2. Van andere tussenvonnissen of tussenarresten kan beroep in cassatie slechts tegelijk met dat van het eindvonnis of eindarrest worden ingesteld, tenzij de rechter anders heeft bepaald of artikel 75, eerste lid, van toepassing is.”
Oftewel: de hoofdregel is dat, voordat eindarrest gewezen is, zonder rechterlijk verlof geen cassatieberoep mogelijk is tegen een tussenarrest in de zin van dit tweede lid.
Casus
In een zaak tussen X en Y was door X cassatieberoep ingesteld. Ik adviseerde partij Y. Het cassatieberoep richtte zich tegen een door een gerechtshof gewezen arrest waarbij (i) het in hoger beroep bestreden tussenvonnis vernietigd werd en (ii) het hof de zaak terugverwees naar de rechtbank die dit vonnis uitgesproken had. Het dictum van dit vonnis strekte er louter toe dat in conventie de zaak verwezen werd naar de rol voor een akte waarop op een latere roldatum gereageerd kon worden met een antwoordakte, dat alle overige beslissingen aangehouden werden, en dat tussentijds hoger beroep van dit vonnis opengesteld werd, en in reconventie alle beslissingen aangehouden werden.
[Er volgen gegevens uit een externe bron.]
//! Command-line tests for the metagraph-workflow-config binary

use assert_cmd::Command;
use predicates::prelude::*;

fn cmd() -> Command {
    Command::cargo_bin("metagraph-workflow-config").unwrap()
}

#[test]
fn test_label_option_headers() {
    cmd()
        .args(["label-option", "sequence_headers"])
        .assert()
        .success()
        .stdout("--anno-header\n");
}

#[test]
fn test_label_option_file_names_json() {
    cmd()
        .args(["label-option", "sequence_file_names", "--format", "json"])
        .assert()
        .success()
        .stdout(predicate::str::contains("\"option\": \"--anno-filename\""));
}

#[test]
fn test_label_option_invalid() {
    cmd()
        .args(["label-option", "headers"])
        .assert()
        .failure()
        .stderr(predicate::str::contains(
            "Invalid value of AnnotationLabelsSource: got headers",
        ));
}

#[test]
fn test_keys_tsv() {
    cmd()
        .args(["keys", "--format", "tsv"])
        .assert()
        .success()
        .stdout(predicate::str::starts_with("key\tgroup\tvalue_kind\n"))
        .stdout(predicate::str::contains("tmpdir\tinput\tpath"))
        .stdout(predicate::str::contains("rules.<rule>.mem_mb\trule_overrides\tinteger"));
}

#[test]
fn test_keys_group_filter() {
    cmd()
        .args(["keys", "--group", "brwt", "--format", "tsv"])
        .assert()
        .success()
        .stdout(predicate::str::contains("brwt_relax_arity"))
        .stdout(predicate::str::contains("max_threads").not());
}

#[test]
fn test_formats_lists_all() {
    let assert = cmd().args(["formats", "--format", "tsv"]).assert().success();
    let output = String::from_utf8(assert.get_output().stdout.clone()).unwrap();

    // header plus nine formats
    assert_eq!(output.lines().count(), 10);
    assert!(output.contains("relax.row_diff_brwt\ttrue\ttrue"));
    assert!(output.contains("brwt\tfalse\tfalse"));
    assert!(!output.contains("column"));
}
pub mod auth;
pub mod config;
pub mod error;
pub mod handlers;
pub mod models;
pub mod store;
pub mod timeline;
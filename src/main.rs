use std::sync::Arc;

use actix_web::{web, App, HttpServer};
use env_logger::Builder;
use log::{info, LevelFilter};

use minitweet::auth::AuthGate;
use minitweet::config::Config;
use minitweet::handlers;
use minitweet::store::sqlite::SqliteStore;
use minitweet::store::Store;

#[actix_web::main]
async fn main() -> std::io::Result<()> {
    Builder::new()
        .filter_level(LevelFilter::Debug)
        .format_timestamp_secs()
        .init();

    let cfg = Config::from_env();
    info!("Starting minitweet backend on {}", cfg.bind_addr);

    let store: Arc<dyn Store> = Arc::new(
        SqliteStore::open(&cfg.database_path)
            .map_err(|e| std::io::Error::new(std::io::ErrorKind::Other, e.to_string()))?,
    );
    info!("Opened database at {}", cfg.database_path);

    let gate = web::Data::new(AuthGate::new(&cfg.token_secret, cfg.token_ttl_secs));
    let store = web::Data::from(store);
    let bind_addr = cfg.bind_addr.clone();

    HttpServer::new(move || {
        App::new()
            .app_data(store.clone())
            .app_data(gate.clone())
            .service(handlers::ping)
            .service(handlers::signup)
            .service(handlers::login)
            .service(handlers::tweet)
            .service(handlers::follow)
            .service(handlers::unfollow)
            .service(handlers::get_timeline)
    })
    .bind(bind_addr)?
    .run()
    .await
}
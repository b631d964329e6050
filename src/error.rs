//! Error surface of the HTTP layer. Everything a caller can fix maps to 400
//! or 401 with a short plain-text message; store connectivity trouble maps
//! to 500 and kills only the request.

use actix_web::http::StatusCode;
use actix_web::{HttpResponse, ResponseError};
use log::error;
use thiserror::Error;

use crate::store::StoreError;

#[derive(Debug, Error)]
pub enum ApiError {
    #[error("{0}")]
    Validation(String),
    #[error("unauthorized")]
    Unauthorized,
    #[error("internal server error")]
    Internal(String),
}

impl ResponseError for ApiError {
    fn status_code(&self) -> StatusCode {
        match self {
            ApiError::Validation(_) => StatusCode::BAD_REQUEST,
            ApiError::Unauthorized => StatusCode::UNAUTHORIZED,
            ApiError::Internal(_) => StatusCode::INTERNAL_SERVER_ERROR,
        }
    }

    fn error_response(&self) -> HttpResponse {
        if let ApiError::Internal(detail) = self {
            error!("request failed: {detail}");
        }
        HttpResponse::build(self.status_code()).body(self.to_string())
    }
}

impl From<StoreError> for ApiError {
    fn from(e: StoreError) -> Self {
        match e {
            StoreError::Backend(detail) => ApiError::Internal(detail),
            caller_error => ApiError::Validation(caller_error.to_string()),
        }
    }
}

impl From<bcrypt::BcryptError> for ApiError {
    fn from(e: bcrypt::BcryptError) -> Self {
        ApiError::Internal(e.to_string())
    }
}
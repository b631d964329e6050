//! Auth gate: exchanges verified credentials for a signed, expiring bearer
//! token and resolves that token back to a user id on protected routes.
//!
//! The token's `sub` is the only authority for "who is acting" — handlers
//! never trust a client-supplied id for protected operations.

use std::future::{ready, Ready};

use actix_web::{dev::Payload, web, FromRequest, HttpRequest};
use jsonwebtoken::{decode, encode, DecodingKey, EncodingKey, Header, Validation};
use serde::{Deserialize, Serialize};

use crate::error::ApiError;

/// Token claims. `sub` is the user id, `exp` a unix timestamp.
#[derive(Debug, Serialize, Deserialize)]
pub struct Claims {
    pub sub: i64,
    pub iat: i64,
    pub exp: i64,
}

pub struct AuthGate {
    encoding_key: EncodingKey,
    decoding_key: DecodingKey,
    validation: Validation,
    ttl_secs: i64,
}

impl AuthGate {
    pub fn new(secret: &str, ttl_secs: i64) -> Self {
        let mut validation = Validation::default();
        // Default leeway is 60s; expiry should mean expiry.
        validation.leeway = 0;
        Self {
            encoding_key: EncodingKey::from_secret(secret.as_bytes()),
            decoding_key: DecodingKey::from_secret(secret.as_bytes()),
            validation,
            ttl_secs,
        }
    }

    /// Issue a signed token for a user who already proved their credentials.
    pub fn issue(&self, user_id: i64) -> Result<String, ApiError> {
        let now = chrono::Utc::now().timestamp();
        let claims = Claims {
            sub: user_id,
            iat: now,
            exp: now + self.ttl_secs,
        };
        encode(&Header::default(), &claims, &self.encoding_key)
            .map_err(|e| ApiError::Internal(e.to_string()))
    }

    /// Verify signature and expiry. Malformed, tampered and expired tokens
    /// are all the same `Unauthorized` to the caller.
    pub fn authenticate(&self, token: &str) -> Result<i64, ApiError> {
        decode::<Claims>(token, &self.decoding_key, &self.validation)
            .map(|data| data.claims.sub)
            .map_err(|_| ApiError::Unauthorized)
    }
}

/// Authenticated identity for protected handlers, resolved from the
/// `Authorization: Bearer <token>` header.
#[derive(Debug, Clone, Copy)]
pub struct AuthedUser(pub i64);

impl FromRequest for AuthedUser {
    type Error = ApiError;
    type Future = Ready<Result<Self, Self::Error>>;

    fn from_request(req: &HttpRequest, _payload: &mut Payload) -> Self::Future {
        ready(resolve(req))
    }
}

fn resolve(req: &HttpRequest) -> Result<AuthedUser, ApiError> {
    let gate = req
        .app_data::<web::Data<AuthGate>>()
        .ok_or_else(|| ApiError::Internal("auth gate not configured".into()))?;
    let header = req
        .headers()
        .get("Authorization")
        .and_then(|v| v.to_str().ok())
        .ok_or(ApiError::Unauthorized)?;
    let token = header.strip_prefix("Bearer ").unwrap_or(header);
    gate.authenticate(token).map(AuthedUser)
}

#[cfg(test)]
mod tests {
    use super::*;

    #[test]
    fn issue_then_authenticate_round_trips_user_id() {
        let gate = AuthGate::new("test-secret", 3600);
        let token = gate.issue(42).unwrap();
        assert_eq!(gate.authenticate(&token).unwrap(), 42);
    }

    #[test]
    fn garbage_token_rejected() {
        let gate = AuthGate::new("test-secret", 3600);
        assert!(gate.authenticate("not.a.token").is_err());
        assert!(gate.authenticate("").is_err());
    }

    #[test]
    fn wrong_secret_rejected() {
        let issuer = AuthGate::new("secret-a", 3600);
        let verifier = AuthGate::new("secret-b", 3600);
        let token = issuer.issue(1).unwrap();
        assert!(verifier.authenticate(&token).is_err());
    }

    #[test]
    fn expired_token_rejected() {
        let gate = AuthGate::new("test-secret", -10);
        let token = gate.issue(1).unwrap();
        assert!(gate.authenticate(&token).is_err());
    }
}
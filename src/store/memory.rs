//! In-memory store used by tests. Same contract as the sqlite store, held in
//! a mutex since nothing here outlives a single test process.

use std::collections::BTreeSet;
use std::sync::Mutex;

use super::{NewUser, Store, StoreError};
use crate::models::{Tweet, User, MAX_TWEET_CHARS};

#[derive(Default)]
struct Inner {
    users: Vec<User>,
    tweets: Vec<Tweet>,
    // (follower, followee), ordered so tests can assert on edges directly.
    follows: BTreeSet<(i64, i64)>,
}

#[derive(Default)]
pub struct MemoryStore {
    inner: Mutex<Inner>,
}

impl MemoryStore {
    pub fn new() -> Self {
        Self::default()
    }

    fn lock(&self) -> Result<std::sync::MutexGuard<'_, Inner>, StoreError> {
        self.inner
            .lock()
            .map_err(|e| StoreError::Backend(e.to_string()))
    }
}

impl Inner {
    fn has_user(&self, user_id: i64) -> bool {
        self.users.iter().any(|u| u.id == user_id)
    }

    fn check_edge_users(&self, follower_id: i64, followee_id: i64) -> Result<(), StoreError> {
        if !self.has_user(follower_id) {
            return Err(StoreError::UnknownFollower(follower_id));
        }
        if !self.has_user(followee_id) {
            return Err(StoreError::UnknownFollowee(followee_id));
        }
        Ok(())
    }
}

impl Store for MemoryStore {
    fn create_user(&self, new_user: NewUser) -> Result<User, StoreError> {
        let mut inner = self.lock()?;
        if inner.users.iter().any(|u| u.email == new_user.email) {
            return Err(StoreError::DuplicateEmail);
        }
        let user = User {
            id: inner.users.len() as i64 + 1,
            name: new_user.name,
            email: new_user.email,
            profile: new_user.profile,
            hashed_password: new_user.hashed_password,
        };
        inner.users.push(user.clone());
        Ok(user)
    }

    fn user_exists(&self, user_id: i64) -> Result<bool, StoreError> {
        Ok(self.lock()?.has_user(user_id))
    }

    fn credential_by_email(&self, email: &str) -> Result<Option<(i64, String)>, StoreError> {
        let inner = self.lock()?;
        Ok(inner
            .users
            .iter()
            .find(|u| u.email == email)
            .map(|u| (u.id, u.hashed_password.clone())))
    }

    fn follow(&self, follower_id: i64, followee_id: i64) -> Result<(), StoreError> {
        let mut inner = self.lock()?;
        inner.check_edge_users(follower_id, followee_id)?;
        inner.follows.insert((follower_id, followee_id));
        Ok(())
    }

    fn unfollow(&self, follower_id: i64, followee_id: i64) -> Result<(), StoreError> {
        let mut inner = self.lock()?;
        inner.check_edge_users(follower_id, followee_id)?;
        inner.follows.remove(&(follower_id, followee_id));
        Ok(())
    }

    fn followees_of(&self, user_id: i64) -> Result<Vec<i64>, StoreError> {
        let inner = self.lock()?;
        Ok(inner
            .follows
            .iter()
            .filter(|(follower, _)| *follower == user_id)
            .map(|(_, followee)| *followee)
            .collect())
    }

    fn post_tweet(&self, author_id: i64, body: &str) -> Result<(), StoreError> {
        let chars = body.chars().count();
        if chars > MAX_TWEET_CHARS {
            return Err(StoreError::TweetTooLong(chars));
        }
        let mut inner = self.lock()?;
        if !inner.has_user(author_id) {
            return Err(StoreError::UnknownUser(author_id));
        }
        inner.tweets.push(Tweet {
            user_id: author_id,
            tweet: body.to_string(),
        });
        Ok(())
    }

    fn tweets_by_authors(&self, author_ids: &[i64]) -> Result<Vec<Tweet>, StoreError> {
        let inner = self.lock()?;
        Ok(inner
            .tweets
            .iter()
            .filter(|t| author_ids.contains(&t.user_id))
            .cloned()
            .collect())
    }
}
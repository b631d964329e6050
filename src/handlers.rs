use actix_web::{get, post, web, HttpResponse};
use bcrypt::{hash, verify, DEFAULT_COST};
use log::{debug, info};

use crate::auth::{AuthGate, AuthedUser};
use crate::error::ApiError;
use crate::models::{
    FollowRequest, LoginRequest, LoginResponse, SignupRequest, TimelineResponse, TweetRequest,
    UnfollowRequest,
};
use crate::store::{NewUser, Store};
use crate::timeline;

#[get("/ping")]
pub async fn ping() -> &'static str {
    "pong"
}

#[post("/signup")]
pub async fn signup(
    store: web::Data<dyn Store>,
    body: web::Json<SignupRequest>,
) -> Result<HttpResponse, ApiError> {
    let body = body.into_inner();
    // The raw password never reaches the store or the logs.
    let hashed_password = hash(body.password.as_bytes(), DEFAULT_COST)?;
    let user = store.create_user(NewUser {
        name: body.name,
        email: body.email,
        profile: body.profile,
        hashed_password,
    })?;
    info!("created user {} <{}>", user.id, user.email);
    Ok(HttpResponse::Ok().json(user))
}

#[post("/login")]
pub async fn login(
    store: web::Data<dyn Store>,
    gate: web::Data<AuthGate>,
    body: web::Json<LoginRequest>,
) -> Result<HttpResponse, ApiError> {
    // Unknown email and wrong password are the same failure to the caller.
    let (user_id, hashed_password) = store
        .credential_by_email(&body.email)?
        .ok_or(ApiError::Unauthorized)?;
    if !verify(body.password.as_bytes(), &hashed_password)? {
        return Err(ApiError::Unauthorized);
    }
    let access_token = gate.issue(user_id)?;
    info!("user {user_id} logged in");
    Ok(HttpResponse::Ok().json(LoginResponse { access_token }))
}

#[post("/tweet")]
pub async fn tweet(
    store: web::Data<dyn Store>,
    user: AuthedUser,
    body: web::Json<TweetRequest>,
) -> Result<HttpResponse, ApiError> {
    store.post_tweet(user.0, &body.tweet)?;
    debug!("user {} tweeted {} chars", user.0, body.tweet.chars().count());
    Ok(HttpResponse::Ok().finish())
}

#[post("/follow")]
pub async fn follow(
    store: web::Data<dyn Store>,
    user: AuthedUser,
    body: web::Json<FollowRequest>,
) -> Result<HttpResponse, ApiError> {
    store.follow(user.0, body.follow)?;
    info!("user {} now follows {}", user.0, body.follow);
    Ok(HttpResponse::Ok().finish())
}

#[post("/unfollow")]
pub async fn unfollow(
    store: web::Data<dyn Store>,
    user: AuthedUser,
    body: web::Json<UnfollowRequest>,
) -> Result<HttpResponse, ApiError> {
    store.unfollow(user.0, body.unfollow)?;
    info!("user {} unfollowed {}", user.0, body.unfollow);
    Ok(HttpResponse::Ok().finish())
}

#[get("/timeline/{user_id}")]
pub async fn get_timeline(
    store: web::Data<dyn Store>,
    path: web::Path<i64>,
) -> Result<HttpResponse, ApiError> {
    let user_id = path.into_inner();
    let tweets = timeline::timeline(store.get_ref(), user_id)?;
    debug!("timeline for user {user_id}: {} tweets", tweets.len());
    Ok(HttpResponse::Ok().json(TimelineResponse {
        user_id,
        timeline: tweets,
    }))
}
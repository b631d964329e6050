use serde::{Deserialize, Serialize};

/// Hard ceiling on tweet body length. Longer bodies are rejected, never truncated.
pub const MAX_TWEET_CHARS: usize = 300;

#[derive(Debug, Clone, Serialize, Deserialize)]
pub struct User {
    pub id: i64,
    pub name: String,
    pub email: String,
    pub profile: String,
    #[serde(skip_serializing, default)]
    pub hashed_password: String,
}

#[derive(Debug, Clone, PartialEq, Eq, Serialize, Deserialize)]
pub struct Tweet {
    pub user_id: i64,
    pub tweet: String,
}

#[derive(Debug, Deserialize)]
pub struct SignupRequest {
    pub name: String,
    pub email: String,
    #[serde(default)]
    pub profile: String,
    pub password: String,
}

#[derive(Debug, Deserialize)]
pub struct LoginRequest {
    pub email: String,
    pub password: String,
}

#[derive(Debug, Serialize, Deserialize)]
pub struct LoginResponse {
    pub access_token: String,
}

#[derive(Debug, Deserialize)]
pub struct TweetRequest {
    pub tweet: String,
}

#[derive(Debug, Deserialize)]
pub struct FollowRequest {
    pub follow: i64,
}

#[derive(Debug, Deserialize)]
pub struct UnfollowRequest {
    pub unfollow: i64,
}

#[derive(Debug, Serialize, Deserialize)]
pub struct TimelineResponse {
    pub user_id: i64,
    pub timeline: Vec<Tweet>,
}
Door X was geen verlof gevraagd om reeds cassatieberoep tegen dat arrest in te mogen stellen. Was dit verlof nodig? Nee, werd gemeend zijdens X. Het arrest zou een eindarrest zijn, geen tussenarrest. Als argument werd gebezigd dat bij het arrest ‘immers’ het in hoger beroep bestreden vonnis vernietigd was en dat de zaak terugverwezen was naar de rechtbank.
Hoe zit het ook al weer?
Volgens art. 232 lid 1 Rv kan de rechter, voordat hij definitief over de zaak beslist, een tussenvonnis wijzen. Een tussenvonnis is een uitspraak waarbij de rechter niet door een uitdrukkelijk dictum aan het geding omtrent enig deel van hetgeen geëist is een einde gemaakt heeft (zie o.a. HR 17 december 2004, ECLI:NL:HR:2004:AR3168 en Asser-Procesrecht/Bakels, Hammerstein & Wesseling-van Gent 4 2022/34). Een arrest dat strekt tot vernietiging van een vonnis waarbij niet door een uitdrukkelijk dictum aan het geding omtrent enig deel van hetgeen geëist is een einde gemaakt is en tot terugverwijzing naar de rechter in eerste aanleg is daarom geen eindarrest, doch een tussenarrest (zie o.a: HR 19 december 2003, ECLI:NL:HR:2003:AN7540 en Asser-Procesrecht/Bakels, Hammerstein & Wesseling-van Gent 4 2022/34).
Hoe ging het verder?
In casu was, zoals uit het voorgaande volgt, bij het tussen X en Y gewezen vonnis niet met een uitdrukkelijk dictum aan het geding omtrent enig deel van geëiste een einde gemaakt – het was niet zo dat daarbij een deel van het geëiste toe-of afgewezen was – en daarom was dit vonnis een tussenvonnis. Nu het in hoger beroep tussen partijen gewezen arrest strekte tot vernietiging van dit vonnis en tot terugverwijzing, was dit arrest een tussenarrest, en was verlof nodig voor het instellen van cassatieberoep. In die zaak heb ik voor Y incidenteel cassatieberoep ingesteld. Zoals in het door mij opgestelde cassatiemiddel vermeld is, was tevoren door Y aan het betreffende hof het verzoek gedaan om cassatieberoep open te stellen tegen het tussenarrest. Uiteindelijk heeft X zich bij dat verzoek aangesloten en heeft het hof te kennen gegeven dat het dit cassatieberoep zal openstellen.